◆ YOUR TASK:
Below is a listing. Set down exactly the lines from the one containing "use crate::uri::CatalogUri;" through the one containing "client = Client::with_options(options).context(UnreachableSnafu", both ends included, and leave out the rest.

*** DATA FOR REVIEW

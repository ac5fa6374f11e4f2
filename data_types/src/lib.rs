//! Shared data types for auditing the shard-metadata of a sharded document
//! database: shard-key space with its ordering sentinels, chunk ranges and
//! versions, chunks, per-namespace chunk distributions and their history,
//! and the typed change-journal events.

#![deny(rustdoc::broken_intra_doc_links, rustdoc::bare_urls, rust_2018_idioms)]
#![warn(
    missing_copy_implementations,
    missing_debug_implementations,
    missing_docs,
    clippy::explicit_iter_loop,
    clippy::use_self,
    clippy::clone_on_ref_ptr
)]

mod chunk;
mod distribution;
mod event;
mod history;
mod key;
mod shard;
mod time;

pub use chunk::{Chunk, SnapshotError};
pub use distribution::{CheckReport, ChunkDistribution, DistributionError};
pub use event::{ChangeEvent, ChunkSpec, MovePhase};
pub use history::History;
pub use key::{ChunkRange, KeyError, ShardKeyTuple, ShardKeyValue};
pub use shard::{ShardName, ShardVersion};
pub use time::DistributionTime;
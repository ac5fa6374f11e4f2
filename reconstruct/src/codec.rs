//! Decoding raw journal documents into typed [`ChangeEvent`]s.
//!
//! The journal discriminates entry kinds only by the `what` field and the
//! shape of `details`; this module is the single place those raw documents
//! are inspected.

use bson::Document;
use data_types::{ChangeEvent, ChunkRange, ChunkSpec, KeyError, MovePhase, ShardKeyTuple, ShardName, ShardVersion};
use snafu::{ResultExt, Snafu};

/// The journal `what` values the reconstruction cares about; everything
/// else is left to [`decode_entry`] to ignore.
pub const JOURNAL_KINDS: [&str; 6] = [
    "split",
    "multi-split",
    "moveChunk.from",
    "moveChunk.start",
    "moveChunk.to",
    "moveChunk.commit",
];

/// Errors decoding a recognized journal entry that is missing required
/// fields. The walker logs and skips such entries.
#[derive(Debug, Snafu)]
#[allow(missing_docs)]
pub enum DecodeError {
    #[snafu(display("journal entry missing or invalid field `{field}`: {source}"))]
    Field {
        field: String,
        source: bson::document::ValueAccessError,
    },

    #[snafu(display("journal entry has an invalid shard key in `{field}`: {source}"))]
    Key { field: String, source: KeyError },

    #[snafu(display("journal entry sub-record `{field}` min/max disagree on shard key fields"))]
    KeyFieldsDiffer { field: String },
}

/// Decode one journal document.
///
/// Returns `Ok(None)` for entry kinds the reconstruction does not model;
/// those are silently skipped upstream.
pub fn decode_entry(doc: &Document) -> Result<Option<ChangeEvent>, DecodeError> {
    let what = doc.get_str("what").context(FieldSnafu { field: "what" })?;
    let phase = match what {
        "split" => return decode_split(doc).map(Some),
        "multi-split" => return decode_multi_split(doc).map(Some),
        "moveChunk.from" => MovePhase::From,
        "moveChunk.start" => MovePhase::Start,
        "moveChunk.to" => MovePhase::To,
        "moveChunk.commit" => MovePhase::Commit,
        _ => return Ok(None),
    };
    decode_move(doc, phase).map(Some)
}

fn namespace_and_time(doc: &Document) -> Result<(&str, bson::DateTime), DecodeError> {
    let namespace = doc.get_str("ns").context(FieldSnafu { field: "ns" })?;
    let time = doc
        .get_datetime("time")
        .context(FieldSnafu { field: "time" })?;
    Ok((namespace, *time))
}

fn decode_split(doc: &Document) -> Result<ChangeEvent, DecodeError> {
    let (namespace, time) = namespace_and_time(doc)?;
    let details = doc
        .get_document("details")
        .context(FieldSnafu { field: "details" })?;
    Ok(ChangeEvent::Split {
        namespace: namespace.into(),
        time,
        before: decode_spec(details, "before")?,
        left: decode_spec(details, "left")?,
        right: decode_spec(details, "right")?,
    })
}

fn decode_multi_split(doc: &Document) -> Result<ChangeEvent, DecodeError> {
    let (namespace, time) = namespace_and_time(doc)?;
    let details = doc
        .get_document("details")
        .context(FieldSnafu { field: "details" })?;
    Ok(ChangeEvent::MultiSplit {
        namespace: namespace.into(),
        time,
        before: decode_spec(details, "before")?,
        sibling: decode_spec(details, "chunk")?,
    })
}

fn decode_move(doc: &Document, phase: MovePhase) -> Result<ChangeEvent, DecodeError> {
    let (namespace, time) = namespace_and_time(doc)?;
    let details = doc
        .get_document("details")
        .context(FieldSnafu { field: "details" })?;

    let (_, min) = decode_key(details, "min")?;
    let (_, max) = decode_key(details, "max")?;

    // the donor is recorded by the start entry only
    let donor = match phase {
        MovePhase::Start => Some(ShardName::from(
            details
                .get_str("from")
                .context(FieldSnafu { field: "details.from" })?,
        )),
        _ => details.get_str("from").ok().map(ShardName::from),
    };

    let aborted = phase == MovePhase::From
        && details.get_str("note").map(|note| note == "abort").unwrap_or(false);

    Ok(ChangeEvent::Move {
        namespace: namespace.into(),
        time,
        phase,
        range: ChunkRange::new(min, max),
        donor,
        aborted,
    })
}

/// Decode the `before`/`left`/`right`/`chunk` sub-record `which` of a split
/// entry's details.
fn decode_spec(details: &Document, which: &str) -> Result<ChunkSpec, DecodeError> {
    let sub = details.get_document(which).context(FieldSnafu {
        field: format!("details.{which}"),
    })?;

    let (key_fields, min) = decode_key(sub, "min")?;
    let (max_fields, max) = decode_key(sub, "max")?;
    if key_fields != max_fields {
        return KeyFieldsDifferSnafu { field: which }.fail();
    }

    let lastmod = sub.get_timestamp("lastmod").context(FieldSnafu {
        field: format!("details.{which}.lastmod"),
    })?;

    Ok(ChunkSpec {
        key_fields,
        range: ChunkRange::new(min, max),
        version: ShardVersion::from(lastmod),
    })
}

fn decode_key(doc: &Document, which: &str) -> Result<(Vec<String>, ShardKeyTuple), DecodeError> {
    let key_doc = doc.get_document(which).context(FieldSnafu {
        field: which.to_string(),
    })?;
    ShardKeyTuple::from_document(key_doc).context(KeySnafu {
        field: which.to_string(),
    })
}
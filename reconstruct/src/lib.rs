//! Time-travel reconstruction of a sharded namespace's chunk distributions.
//!
//! The config catalog stores the *current* chunk layout; the change journal
//! records every split and move that produced it. This crate inverts those
//! events one by one, walking a namespace's layout backwards in time, and
//! compares the walks of several catalogs to find the last moment they
//! agreed.

#![deny(rustdoc::broken_intra_doc_links, rustdoc::bare_urls, rust_2018_idioms)]
#![warn(
    missing_debug_implementations,
    missing_docs,
    clippy::explicit_iter_loop,
    clippy::use_self,
    clippy::clone_on_ref_ptr
)]

pub mod codec;
pub mod compare;
pub mod walk;

pub use codec::{decode_entry, DecodeError, JOURNAL_KINDS};
pub use compare::{CatalogComparator, CompareOutcome};
pub use walk::{
    build_history, current_distribution, DistributionWalker, MismatchPolicy, WalkError,
};
//! Live config catalog access over the database driver.

use std::time::Duration;

use async_trait::async_trait;
use bson::{doc, Bson, Document};
use futures::TryStreamExt;
use mongodb::options::{ClientOptions, FindOptions};
use mongodb::{Client, Database};
use observability_deps::tracing::{debug, info, warn};
use snafu::ResultExt;

use crate::interface::{CollectionEntry, ConfigCatalog, Error, QuerySnafu, UnreachableSnafu};
use crate::uri::CatalogUri;

/// How long to wait for a server before declaring the catalog unreachable.
const SERVER_SELECTION_TIMEOUT: Duration = Duration::from_secs(5);

/// A [`ConfigCatalog`] served by a live configuration database.
#[derive(Debug)]
pub struct MongoCatalog {
    database: Database,
    uri: CatalogUri,
}

impl MongoCatalog {
    /// Connect to the catalog at `uri` and verify it is reachable.
    ///
    /// The driver connects lazily, so reachability is probed with a `ping`
    /// here; an unreachable catalog must fail at connect time rather than
    /// on the first query.
    pub async fn connect(uri: &CatalogUri) -> Result<Self, Error> {
        let mut options = ClientOptions::parse(uri.connection_string())
            .await
            .context(UnreachableSnafu { uri: uri.short() })?;
        options.server_selection_timeout = Some(SERVER_SELECTION_TIMEOUT);
        options.app_name = Some("shardcheck".to_string());

        let client = Client::with_options(options).context(UnreachableSnafu { uri: uri.short() })?;
        let database = client.database(uri.database());
        database
            .run_command(doc! { "ping": 1 }, None)
            .await
            .context(UnreachableSnafu { uri: uri.short() })?;

        info!(catalog = %uri.short(), "connected to config catalog");
        Ok(Self {
            database,
            uri: uri.clone(),
        })
    }

    /// The URI this catalog was reached at.
    pub fn uri(&self) -> &CatalogUri {
        &self.uri
    }
}

#[async_trait]
impl ConfigCatalog for MongoCatalog {
    async fn collections(&self) -> Result<Vec<CollectionEntry>, Error> {
        let mut cursor = self
            .database
            .collection::<Document>("collections")
            .find(None, None)
            .await
            .context(QuerySnafu)?;

        let mut entries = vec![];
        while let Some(doc) = cursor.try_next().await.context(QuerySnafu)? {
            let namespace = match doc.get_str("_id") {
                Ok(namespace) => namespace.to_string(),
                Err(_) => {
                    warn!(catalog = %self.uri.short(), "collections entry without _id, skipping");
                    continue;
                }
            };
            let dropped = doc.get_bool("dropped").unwrap_or(false);
            entries.push(CollectionEntry { namespace, dropped });
        }
        Ok(entries)
    }

    async fn chunk_documents(&self, namespace: &str) -> Result<Vec<Document>, Error> {
        let cursor = self
            .database
            .collection::<Document>("chunks")
            .find(doc! { "ns": namespace }, None)
            .await
            .context(QuerySnafu)?;
        let chunks: Vec<Document> = cursor.try_collect().await.context(QuerySnafu)?;
        debug!(
            catalog = %self.uri.short(),
            namespace,
            n = chunks.len(),
            "fetched chunk snapshot"
        );
        Ok(chunks)
    }

    async fn changelog_documents(
        &self,
        namespace: &str,
        kinds: &[&str],
    ) -> Result<Vec<Document>, Error> {
        let kinds: Vec<Bson> = kinds.iter().map(|k| Bson::String(k.to_string())).collect();
        let options = FindOptions::builder().sort(doc! { "time": -1 }).build();
        let cursor = self
            .database
            .collection::<Document>("changelog")
            .find(
                doc! { "ns": namespace, "what": { "$in": kinds } },
                options,
            )
            .await
            .context(QuerySnafu)?;
        let entries: Vec<Document> = cursor.try_collect().await.context(QuerySnafu)?;
        debug!(
            catalog = %self.uri.short(),
            namespace,
            n = entries.len(),
            "fetched journal window"
        );
        Ok(entries)
    }
}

******

◆ WRITTEN SOLUTION:
use crate::uri::CatalogUri;

/// How long to wait for a server before declaring the catalog unreachable.
const SERVER_SELECTION_TIMEOUT: Duration = Duration::from_secs(5);

/// A [`ConfigCatalog`] served by a live configuration database.
#[derive(Debug)]
pub struct MongoCatalog {
    database: Database,
    uri: CatalogUri,
}

impl MongoCatalog {
    /// Connect to the catalog at `uri` and verify it is reachable.
    ///
    /// The driver connects lazily, so reachability is probed with a `ping`
    /// here; an unreachable catalog must fail at connect time rather than
    /// on the first query.
    pub async fn connect(uri: &CatalogUri) -> Result<Self, Error> {
        let mut options = ClientOptions::parse(uri.connection_string())
            .await
            .context(UnreachableSnafu { uri: uri.short() })?;
        options.server_selection_timeout = Some(SERVER_SELECTION_TIMEOUT);
        options.app_name = Some("shardcheck".to_string());

        let client = Client::with_options(options).context(UnreachableSnafu { uri: uri.short() })?;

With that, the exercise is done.